And then if we go hybrid, we won’t need mana-fixers. In fact, we might need the four-color mechanic to do some support in discouraging players from going completely five color! Well, this didn’t really happen as much in Shadowmoor because there was both an encouragement of going monocolor or two-color, and there were only two-color cards. This set would probably have to feature more-than-two color hybrids. You know, like, four-color hybrids. Except, done better than what was proposed with that one card in the first article of this series (Don’t know what I’m talking about? Good). Also, anti-mana would be a superbly natural fit!

…What’s Your Function?

You know, there’s also another consideration. This mysterious four-color mechanic that I keep saying will be in the set could influence whichever one we decide to choose. I’m going to list a bunch of possible four-color mechanics and go over what’s so great and not-so-great about them. The ones listed here, I believe, are just the tip of the iceberg of possibilities. Here we go.

(You’ll see that I list mechanics in almost identical form. This is because the wording needs to be different depending on the type of effect. It’s a templating thing. See the difference between Auriok Sunchaser and Concussive Bolt. There’s even more variation when you look at Galvanic Blast.)
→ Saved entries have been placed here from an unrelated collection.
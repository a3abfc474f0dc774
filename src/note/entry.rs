//! Entry extraction.
//!
//! A note is a run of entries, each starting at a heading line made of the
//! six-character marker `######` followed by whitespace. Text before the
//! first heading belongs to no entry. An entry's body runs up to (not
//! including) the next heading line or the end of the note.

use std::sync::LazyLock;

use regex::Regex;

/// Heading marker. Must start a line and be followed by whitespace.
pub const HEADING_MARKER: &str = "######";

/// A body with more newlines than this (after trimming) already carries
/// more than a bare link.
const MAX_UNPROCESSED_NEWLINES: usize = 2;

/// `[title](url)` — title on one line, URL with no whitespace or `)`.
static LINK_RE: LazyLock<Regex> = LazyLock::new(|| {
    Regex::new(r"\[(.*?)\]\((https?://[^\s)]+)\)").expect("link pattern is valid")
});

/// One capture selected for processing.
#[derive(Debug, Clone, PartialEq, Eq)]
pub struct Entry {
    /// Heading line including its trailing newline (if the note had one).
    pub header: String,
    /// Everything between the heading line and the next heading.
    pub body: String,
    pub title: String,
    pub url: String,
}

impl Entry {
    /// The exact note text this entry was cut from: `header + body`.
    pub fn raw_span(&self) -> String {
        format!("{}{}", self.header, self.body)
    }
}

/// A heading-delimited slice of the note, before any classification.
#[derive(Debug, Clone, Copy, PartialEq, Eq)]
pub struct Section<'a> {
    pub header: &'a str,
    pub body: &'a str,
}

/// Whether `line` opens a new entry.
pub(crate) fn is_heading_line(line: &str) -> bool {
    line.strip_prefix(HEADING_MARKER)
        .and_then(|rest| rest.chars().next())
        .is_some_and(char::is_whitespace)
}

/// Split `content` into (header, body) pairs in document order.
pub fn sections(content: &str) -> Vec<Section<'_>> {
    // Byte offsets of every line start.
    let line_starts = std::iter::once(0)
        .chain(content.match_indices('\n').map(|(i, _)| i + 1))
        .filter(|&i| i < content.len());

    let heading_starts: Vec<usize> = line_starts
        .filter(|&i| is_heading_line(&content[i..]))
        .collect();

    heading_starts
        .iter()
        .enumerate()
        .map(|(n, &start)| {
            let end = heading_starts.get(n + 1).copied().unwrap_or(content.len());
            let block = &content[start..end];
            let header_len = block.find('\n').map_or(block.len(), |i| i + 1);
            let (header, body) = block.split_at(header_len);
            Section { header, body }
        })
        .collect()
}

/// A body is unprocessed when, trimmed, it spans at most three lines and
/// mentions an http(s) URL somewhere.
pub fn is_unprocessed(body: &str) -> bool {
    let newlines = body.trim().matches('\n').count();
    newlines <= MAX_UNPROCESSED_NEWLINES && (body.contains("http://") || body.contains("https://"))
}

/// Find the first unprocessed entry in document order.
///
/// Entries that pass [`is_unprocessed`] but carry no well-formed
/// `[title](url)` link are skipped and the scan continues.
pub fn find_unprocessed(content: &str) -> Option<Entry> {
    sections(content).into_iter().find_map(|section| {
        if !is_unprocessed(section.body) {
            return None;
        }
        let caps = LINK_RE.captures(section.body.trim())?;
        Some(Entry {
            header: section.header.to_string(),
            body: section.body.to_string(),
            title: caps[1].to_string(),
            url: caps[2].to_string(),
        })
    })
}
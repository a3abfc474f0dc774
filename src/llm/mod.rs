//! LLM provider abstraction.
//!
//! `LlmProvider` is an enum over concrete provider implementations.
//! Add a new variant + module in `providers/` for each additional backend.
//!
//! Everything here is blocking: the processor handles one entry at a time
//! and has nothing else to do while the model is generating.

pub mod providers;

use thiserror::Error;

// ── Error ─────────────────────────────────────────────────────────────────────

#[derive(Debug, Error)]
pub enum ProviderError {
    #[error("provider request failed: {0}")]
    Request(String),
    #[error("error getting summary from Ollama: HTTP {status}")]
    Status { status: u16, body: String },
    #[error("failed to parse provider response: {0}")]
    Decode(String),
}

// ── Provider enum ─────────────────────────────────────────────────────────────

/// All available provider backends.
///
/// Enum dispatch keeps callers free of trait objects.
/// Adding a backend = new module + new variant + new `generate` arm.
#[derive(Debug, Clone)]
pub enum LlmProvider {
    Ollama(providers::ollama::OllamaProvider),
    Dummy(providers::dummy::DummyProvider),
}

impl LlmProvider {
    /// Send `prompt` to the provider and return the raw generated text.
    ///
    /// The text is returned as-is; stripping reasoning markup is the
    /// caller's job.
    pub fn generate(&self, prompt: &str) -> Result<String, ProviderError> {
        match self {
            LlmProvider::Ollama(p) => p.generate(prompt),
            LlmProvider::Dummy(p) => p.generate(prompt),
        }
    }
}
//! Reading and persisting the note file.

use std::fs;
use std::io;
use std::path::{Path, PathBuf};

use tracing::debug;

/// Handle on the quick-capture note. Holds only the path: the content is
/// read fresh every time so each step sees the previous rewrite and any
/// edits made outside this process.
#[derive(Debug, Clone)]
pub struct NoteFile {
    path: PathBuf,
}

impl NoteFile {
    pub fn new(path: impl Into<PathBuf>) -> Self {
        Self { path: path.into() }
    }

    pub fn path(&self) -> &Path {
        &self.path
    }

    pub fn read(&self) -> io::Result<String> {
        fs::read_to_string(&self.path)
    }

    /// Replace the note's content atomically: write a sibling temp file,
    /// then rename it over the original.
    pub fn write(&self, content: &str) -> io::Result<()> {
        let tmp = self.temp_path();
        fs::write(&tmp, content)?;
        if let Err(e) = fs::rename(&tmp, &self.path) {
            let _ = fs::remove_file(&tmp);
            return Err(e);
        }
        debug!(path = %self.path.display(), bytes = content.len(), "note written");
        Ok(())
    }

    fn temp_path(&self) -> PathBuf {
        let mut name = self
            .path
            .file_name()
            .map(|n| n.to_os_string())
            .unwrap_or_else(|| "note".into());
        name.push(".tmp");
        self.path.with_file_name(name)
    }
}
If four nonCOLOR colors are among permanents you control and cards in your graveyard, EFFECT

As long as four nonCOLOR colors are among permanents you control and cards in your graveyard, EFFECT

The advantage of this mechanic is that it hoses the strategies of splashing a fifth color in your deck for instants/sorceries (removal). The disadvantage of this mechanic is that it’s way too easy to activate and keep activated while it’s way too hard for your opponent to disrupt this mechanic from being active. The effect this has on hybrid is that it restricts your hybrid choices from even flirting with the fifth color, even if you were going totally honest and straight four colors. This type of effect seems to marry well with gold.

If four nonCOLOR colors are among permanents you control, EFFECT

As long as four nonCOLOR colors are among permanents you control, EFFECT

Ah, much simpler. I like it. However, it allows splashes for fifth colors. Perhaps if the set is designed to make it really hard to go five colors. This includes how mana-fixing is designed. Also, it’s easier for your opponent to disrupt, which is good. This turns hybrid from being too good from the previous mechanic to being a valuable commodity for keeping this mechanic activated while not straining your mana base. Especially when you’re going through the trouble of achieving four colors and somebody goes for one of your crucial creatures’ throats.
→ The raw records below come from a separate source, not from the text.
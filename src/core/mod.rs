//! Core infrastructure — shared foundation used across the whole crate.
//!
//! - **config** — configuration loading and resolved types.
//! - **error** — startup error enum.

pub mod config;
pub mod error;
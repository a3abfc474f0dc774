//! Logging initialisation via tracing-subscriber.
//!
//! Call [`init`] once at startup, after the config and CLI flags are resolved.

use tracing_subscriber::EnvFilter;

use crate::error::AppError;

/// Initialise the global tracing subscriber, writing to stderr.
///
/// If `prefer_level` is `true` (a `-v` flag was given), `level` wins and
/// `RUST_LOG` is only consulted when `level` does not parse. Otherwise
/// `RUST_LOG` wins and `level` is the fallback.
pub fn init(level: &str, prefer_level: bool) -> Result<(), AppError> {
    let filter = if prefer_level {
        match EnvFilter::try_new(level) {
            Ok(filter) => filter,
            Err(level_err) => EnvFilter::try_from_default_env().map_err(|env_err| {
                AppError::Logger(format!(
                    "invalid log level '{level}': {level_err}; RUST_LOG parse failed: {env_err}"
                ))
            })?,
        }
    } else {
        EnvFilter::try_from_default_env()
            .or_else(|_| EnvFilter::try_new(level))
            .map_err(|e| AppError::Logger(format!("invalid log level '{level}': {e}")))?
    };

    tracing_subscriber::fmt()
        .with_env_filter(filter)
        .with_writer(std::io::stderr)
        .try_init()
        .map_err(|e| AppError::Logger(format!("failed to set subscriber: {e}")))?;

    Ok(())
}

/// Map a count of `-v` flags to a level string.
///
/// `-v` warn, `-vv` info, `-vvv` debug, `-vvvv` and beyond trace.
/// Zero flags means "use the configured level".
pub fn level_for_verbosity(verbosity: u8) -> Option<&'static str> {
    match verbosity {
        0 => None,
        1 => Some("warn"),
        2 => Some("info"),
        3 => Some("debug"),
        _ => Some("trace"),
    }
}
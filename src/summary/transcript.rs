//! Transcript backend: video/social links.
//!
//! Runs the external transcription tool as a blocking subprocess, reads the
//! transcript it leaves in the output directory, and asks the model to
//! summarize it.

use std::fs;
use std::io;
use std::path::{Path, PathBuf};
use std::process::Command;

use tracing::{debug, info};

use crate::config::Config;
use crate::llm::LlmProvider;

use super::{prompt, Strategy, SummaryError};

/// File the transcription tool must write inside the output directory.
pub const TRANSCRIPT_FILE: &str = "out.txt";

#[derive(Debug, Clone)]
pub struct TranscriptBackend {
    tool: PathBuf,
    output_dir: PathBuf,
    device: String,
}

impl TranscriptBackend {
    pub fn new(tool: impl Into<PathBuf>, output_dir: impl Into<PathBuf>, device: impl Into<String>) -> Self {
        Self {
            tool: tool.into(),
            output_dir: output_dir.into(),
            device: device.into(),
        }
    }

    pub fn from_config(config: &Config) -> Self {
        Self::new(
            &config.paths.transcribe_tool,
            &config.paths.output_dir,
            &config.processing.transcribe_device,
        )
    }

    pub fn transcript_path(&self) -> PathBuf {
        self.output_dir.join(TRANSCRIPT_FILE)
    }

    /// Run the tool for `url` and return the transcript text.
    pub fn transcribe(&self, url: &str) -> Result<String, SummaryError> {
        fs::create_dir_all(&self.output_dir)?;

        // A transcript left by an earlier run must not pass for this one.
        let out = self.transcript_path();
        remove_stale(&out)?;

        info!(tool = %self.tool.display(), url = %url, "running transcription tool");
        let status = Command::new(&self.tool)
            .arg(url)
            .arg("--output_dir")
            .arg(&self.output_dir)
            .args(["--language", "en", "--device"])
            .arg(&self.device)
            .status()
            .map_err(|e| self.failed(e.to_string()))?;

        if !status.success() {
            return Err(self.failed(format!("exited with {status}")));
        }

        if !out.exists() {
            return Err(SummaryError::TranscriptionMissing { path: out });
        }

        let transcript = fs::read_to_string(&out)?;
        debug!(chars = transcript.chars().count(), "transcript read");
        Ok(transcript)
    }

    /// Transcribe, then summarize. Returns the raw model output.
    pub fn summarize(&self, llm: &LlmProvider, url: &str) -> Result<String, SummaryError> {
        let transcript = self.transcribe(url)?;
        let prompt = prompt::render(Strategy::Transcript, &transcript);
        Ok(llm.generate(&prompt)?)
    }

    fn failed(&self, reason: String) -> SummaryError {
        SummaryError::TranscriptionFailed {
            tool: self.tool.display().to_string(),
            reason,
        }
    }
}

fn remove_stale(path: &Path) -> Result<(), SummaryError> {
    match fs::remove_file(path) {
        Ok(()) => {
            debug!(path = %path.display(), "removed stale transcript");
            Ok(())
        }
        Err(e) if e.kind() == io::ErrorKind::NotFound => Ok(()),
        Err(e) => Err(e.into()),
    }
}
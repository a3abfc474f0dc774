//! Picks a summarization strategy from a link.

use url::Url;

use super::Strategy;

/// Hosts whose links are audio/video and need a transcript first.
/// Checked in this order; the first fragment found wins.
pub const TRANSCRIPT_DOMAINS: [&str; 2] = ["instagram.com", "youtube.com"];

/// The transcript domain fragment `url` matches, if any.
///
/// The host is compared case-insensitively. Links that do not parse, or
/// parse without a host, fall back to searching the whole link text.
pub fn matched_domain(url: &str) -> Option<&'static str> {
    let haystack = Url::parse(url)
        .ok()
        .and_then(|parsed| parsed.host_str().map(str::to_ascii_lowercase))
        .unwrap_or_else(|| url.to_ascii_lowercase());

    TRANSCRIPT_DOMAINS
        .iter()
        .copied()
        .find(|domain| haystack.contains(domain))
}

pub fn classify(url: &str) -> Strategy {
    match matched_domain(url) {
        Some(_) => Strategy::Transcript,
        None => Strategy::WebText,
    }
}
//! Strips reasoning artifacts from model output.
//!
//! Passes run in a fixed order; later passes assume the earlier ones ran:
//!
//! 1. `<think>…</think>` blocks, contents included, across lines
//! 2. `[think]…[/think]` blocks, same
//! 3. whole lines starting with `thinking:`
//! 4. runs of blank lines collapsed to one blank line
//! 5. outer whitespace trimmed

use std::sync::LazyLock;

use regex::Regex;

static THINK_TAG_RE: LazyLock<Regex> =
    LazyLock::new(|| Regex::new(r"(?s)<think>.*?</think>").expect("think tag pattern is valid"));

static THINK_BRACKET_RE: LazyLock<Regex> = LazyLock::new(|| {
    Regex::new(r"(?s)\[think\].*?\[/think\]").expect("think bracket pattern is valid")
});

static THINKING_LINE_RE: LazyLock<Regex> =
    LazyLock::new(|| Regex::new(r"(?m)^thinking:.*(?:\n|$)").expect("thinking line pattern is valid"));

static BLANK_RUN_RE: LazyLock<Regex> =
    LazyLock::new(|| Regex::new(r"\n\s*\n").expect("blank run pattern is valid"));

pub fn sanitize(raw: &str) -> String {
    let text = THINK_TAG_RE.replace_all(raw, "");
    let text = THINK_BRACKET_RE.replace_all(&text, "");
    let text = THINKING_LINE_RE.replace_all(&text, "");
    let text = BLANK_RUN_RE.replace_all(&text, "\n\n");
    text.trim().to_string()
}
If COLOR is not a color among permanents you control and cards in your graveyard, EFFECT

As long as COLOR is not a color among permanents you control and cards in your graveyard, EFFECT

This isn’t cool. The set then becomes more about swearing off a color than about four colors. It even rewards monocolored decks for being monocolored. The counting of cards in the graveyard keeps you swearing off that color, but it’s too easy to just not include in your deck. No bueno. This goes for the other two parallel iterations, so I won’t even go into those.

Imbue (Whenever you cast a spell, for each of its colors, if this has no charge counters on it with the same color, put a charge counter with the same color on this.)

EFFECT as long as exactly four colors are among counters on it (CARDNAME).

EFFECT if there are exactly four colors among counters on CARDNAME (it).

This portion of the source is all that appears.